Meditation For Sleep

How mindfulness and meditation for sleep can help with sleep problems.

How sleep problems are keeping people awake at night

It’s the middle of the night and you can’t sleep. The more you try to go back to sleep, the more you can’t. You feel like you’re the only person awake at such a lonely hour. You check the clock again. You’re going to be so tired tomorrow. Sound familiar? Well, you’re not alone.

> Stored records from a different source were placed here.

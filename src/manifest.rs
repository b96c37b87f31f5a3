//! docker-compose manifest generation
//!
//! The manifest is derived from the route table: one service per route, with
//! a fixed restart policy and an in-container health probe. It is written
//! atomically so the orchestrator never reads a half-written file.

use crate::fleet::FleetError;
use crate::routes::RouteTable;
use serde::ser::{SerializeMap, Serializer};
use serde::Serialize;
use std::io::Write;
use std::path::Path;
use std::time::Duration;
use tracing::debug;

/// Compose file format version written into every manifest
pub const COMPOSE_VERSION: &str = "3.8";

/// Restart policy applied by the orchestrator to a service's replicas
#[derive(Debug, Clone, PartialEq, Eq)]
pub struct RestartPolicy {
    pub condition: String,
    pub delay: Duration,
    pub max_attempts: u32,
    pub window: Duration,
}

impl Default for RestartPolicy {
    fn default() -> Self {
        Self {
            condition: "on-failure".to_string(),
            delay: Duration::from_secs(5),
            max_attempts: 3,
            window: Duration::from_secs(120),
        }
    }
}

/// Health probe the orchestrator runs inside each container
#[derive(Debug, Clone, PartialEq, Eq)]
pub struct HealthProbe {
    pub test: Vec<String>,
    pub interval: Duration,
    pub timeout: Duration,
    pub retries: u32,
    pub start_period: Duration,
}

impl HealthProbe {
    /// `curl --fail` against the service's health path on its container port
    pub fn http(container_port: u16, path: &str) -> Self {
        Self {
            test: vec![
                "CMD-SHELL".to_string(),
                format!(
                    "curl --fail http://localhost:{}{} || exit 1",
                    container_port, path
                ),
            ],
            interval: Duration::from_secs(30),
            timeout: Duration::from_secs(10),
            retries: 3,
            start_period: Duration::from_secs(10),
        }
    }
}

/// One service in the fleet
#[derive(Debug, Clone, PartialEq, Eq)]
pub struct ServiceSpec {
    pub name: String,
    pub build_context: String,
    pub host_port: u16,
    pub container_port: u16,
    pub replica_count: u32,
    pub restart_policy: RestartPolicy,
    pub health_probe: HealthProbe,
}

/// Declarative description of the whole fleet, in route order
#[derive(Debug, Clone, Default, PartialEq, Eq)]
pub struct FleetManifest {
    services: Vec<ServiceSpec>,
}

impl FleetManifest {
    /// Derive the manifest from the route table
    pub fn generate(routes: &RouteTable, scaling_factor: u32, container_port: u16) -> Self {
        let services = routes
            .iter()
            .map(|route| ServiceSpec {
                name: route.name.clone(),
                build_context: route.build_context.clone(),
                host_port: route.port,
                container_port,
                replica_count: route.replicas.saturating_mul(scaling_factor),
                restart_policy: RestartPolicy::default(),
                health_probe: HealthProbe::http(container_port, &route.health_path),
            })
            .collect();
        Self { services }
    }

    pub fn services(&self) -> &[ServiceSpec] {
        &self.services
    }

    pub fn service(&self, name: &str) -> Option<&ServiceSpec> {
        self.services.iter().find(|s| s.name == name)
    }

    pub fn service_mut(&mut self, name: &str) -> Option<&mut ServiceSpec> {
        self.services.iter_mut().find(|s| s.name == name)
    }

    /// Render the compose document
    pub fn to_yaml(&self) -> Result<String, serde_yaml::Error> {
        serde_yaml::to_string(&ComposeFile {
            version: COMPOSE_VERSION,
            services: ComposeServices(&self.services),
        })
    }

    /// Write the manifest to `path` via a temporary file in the same directory
    pub fn write_atomic(&self, path: &Path) -> Result<(), FleetError> {
        let yaml = self.to_yaml()?;
        write_file_atomic(path, yaml.as_bytes())?;
        debug!(path = %path.display(), services = self.services.len(), "Manifest written");
        Ok(())
    }
}

fn write_file_atomic(path: &Path, contents: &[u8]) -> Result<(), FleetError> {
    let io_err = |source| FleetError::ManifestWrite {
        path: path.to_path_buf(),
        source,
    };

    let dir = match path.parent() {
        Some(parent) if !parent.as_os_str().is_empty() => parent,
        _ => Path::new("."),
    };

    let mut tmp = tempfile::NamedTempFile::new_in(dir).map_err(io_err)?;
    tmp.write_all(contents).map_err(io_err)?;
    tmp.as_file().sync_all().map_err(io_err)?;
    tmp.persist(path).map_err(|e| io_err(e.error))?;
    Ok(())
}

/// Dockerfile used for build contexts that don't ship their own
///
/// `module` is the Python module exposing the WSGI/ASGI `app` object.
pub fn render_dockerfile(module: &str, container_port: u16) -> String {
    format!(
        r#"FROM python:3.10-slim

WORKDIR /app

COPY requirements.txt .
RUN pip install --no-cache-dir -r requirements.txt

COPY . .

EXPOSE {port}

CMD ["gunicorn", "--bind", "0.0.0.0:{port}", "{module}:app"]
"#,
        port = container_port,
        module = module
    )
}

// Compose wire format

fn seconds(d: Duration) -> String {
    format!("{}s", d.as_secs())
}

#[derive(Serialize)]
struct ComposeFile<'a> {
    version: &'static str,
    services: ComposeServices<'a>,
}

/// Serializes services as a map while keeping route order
struct ComposeServices<'a>(&'a [ServiceSpec]);

impl Serialize for ComposeServices<'_> {
    fn serialize<S: Serializer>(&self, serializer: S) -> Result<S::Ok, S::Error> {
        let mut map = serializer.serialize_map(Some(self.0.len()))?;
        for service in self.0 {
            map.serialize_entry(&service.name, &ComposeService::from(service))?;
        }
        map.end()
    }
}

#[derive(Serialize)]
struct ComposeService<'a> {
    build: &'a str,
    ports: Vec<String>,
    deploy: ComposeDeploy,
    healthcheck: ComposeHealthcheck<'a>,
}

#[derive(Serialize)]
struct ComposeDeploy {
    replicas: u32,
    restart_policy: ComposeRestartPolicy,
}

#[derive(Serialize)]
struct ComposeRestartPolicy {
    condition: String,
    delay: String,
    max_attempts: u32,
    window: String,
}

#[derive(Serialize)]
struct ComposeHealthcheck<'a> {
    test: &'a [String],
    interval: String,
    timeout: String,
    retries: u32,
    start_period: String,
}

impl<'a> From<&'a ServiceSpec> for ComposeService<'a> {
    fn from(service: &'a ServiceSpec) -> Self {
        let policy = &service.restart_policy;
        let probe = &service.health_probe;
        Self {
            build: &service.build_context,
            ports: vec![format!("{}:{}", service.host_port, service.container_port)],
            deploy: ComposeDeploy {
                replicas: service.replica_count,
                restart_policy: ComposeRestartPolicy {
                    condition: policy.condition.clone(),
                    delay: seconds(policy.delay),
                    max_attempts: policy.max_attempts,
                    window: seconds(policy.window),
                },
            },
            healthcheck: ComposeHealthcheck {
                test: &probe.test,
                interval: seconds(probe.interval),
                timeout: seconds(probe.timeout),
                retries: probe.retries,
                start_period: seconds(probe.start_period),
            },
        }
    }
}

Do many people have problems sleeping?

Sleep problems are far more common than you might think. Up to a third of people experience issues such as difficulty falling and staying asleep1,2. While one in ten are said to experience insomnia regularly.2

So what’s keeping everyone awake at night? There are many factors that contribute to sleep related problems, including psychological issues such as anxiety and physical conditions like pain1. Research suggests that half of the people who have experienced insomnia blame the problem on stress and worry.2

What are the effects of poor sleep?

It should come as no surprise that getting a poor night’s sleep will affect your waking hours. But it’s not just about the tiredness, lack of energy and concentration. (If that wasn’t enough.) A lack of sleep has been related to an increased risk of developing high blood pressure and obesity.2

Research has also suggested that 'abnormal sleeping patterns' characterised as significantly shorter or longer sleeping periods of 7 hours was related to coronary heart disease. And according to the National Sleep Foundation, 'there is a wealth of research indicating that people with insomnia have poorer overall health, more work absenteeism, and a higher incidence of depression'.2

How can mindfulness meditation help with sleep problems?

Mindfulness-based sleep meditation has been suggested to help with many of the issues that stop us sleeping.

For example, the Stanford Medical Centre undertook a pilot study to investigate whether a combined 6 week programme of mindfulness and cognitive behavioural therapy could improve the sleep of 30 insomniacs.

Following the mindfulness course, the insomniacs got to sleep twice as quickly as before, taking 20 minutes as opposed to 40 minutes. At the end of the study, approximately 60% of the participants no longer qualified as insomniacs. In a follow up study, 12 months later, they found the majority of benefits had remained5,6.

Researchers from the University of Massachusetts Medical School developed an effective sleep therapy that incorporated meditation as an integral component.

In a non-controlled study of 102 insomniacs, 58% reported significant improvements and 91% of those using medication either reduced their dose or eliminated its use completely. Six months later 60% of respondents said the benefits had been maintained7.


  1. National Health Service (UK). (2013).
  2. National Sleep Foundation (US). (2013).
  3. Sabanayagam, C. & Shankar, A. (2010). Sleep Duration and Cardiovascular Disease: Results from the National Health Interview Survey. Journal of Sleep, 33, 8. 1037-1042.
  4. World Health Organization. (2013).
  1. Ong, J. C., Shapiro, S. L., & Manber, R. (2008). Combining Mindfulness Meditation with Cognitive-Behavior Therapy for Insomnia: A Treatment Development Study. Behavior Therapy, 39, 2. 171-182.
  2. Ong, J. C., Shapiro, S. L., & Manber, R. (2009). Mindfulness Meditation and Cognitive Behavioral Therapy for Insomnia: A Naturalistic 12-Month Follow-up. EXPLORE: The Journal of Science and Healing, 5, 1. 30-36.
  3. Jacobs, G., Benson, H. & Friedman, R. (1996). Perceived benefits in a behavioral-medicine insomnia program: a clinical report. The American Journal of Medicine, 100, 2. 212-6.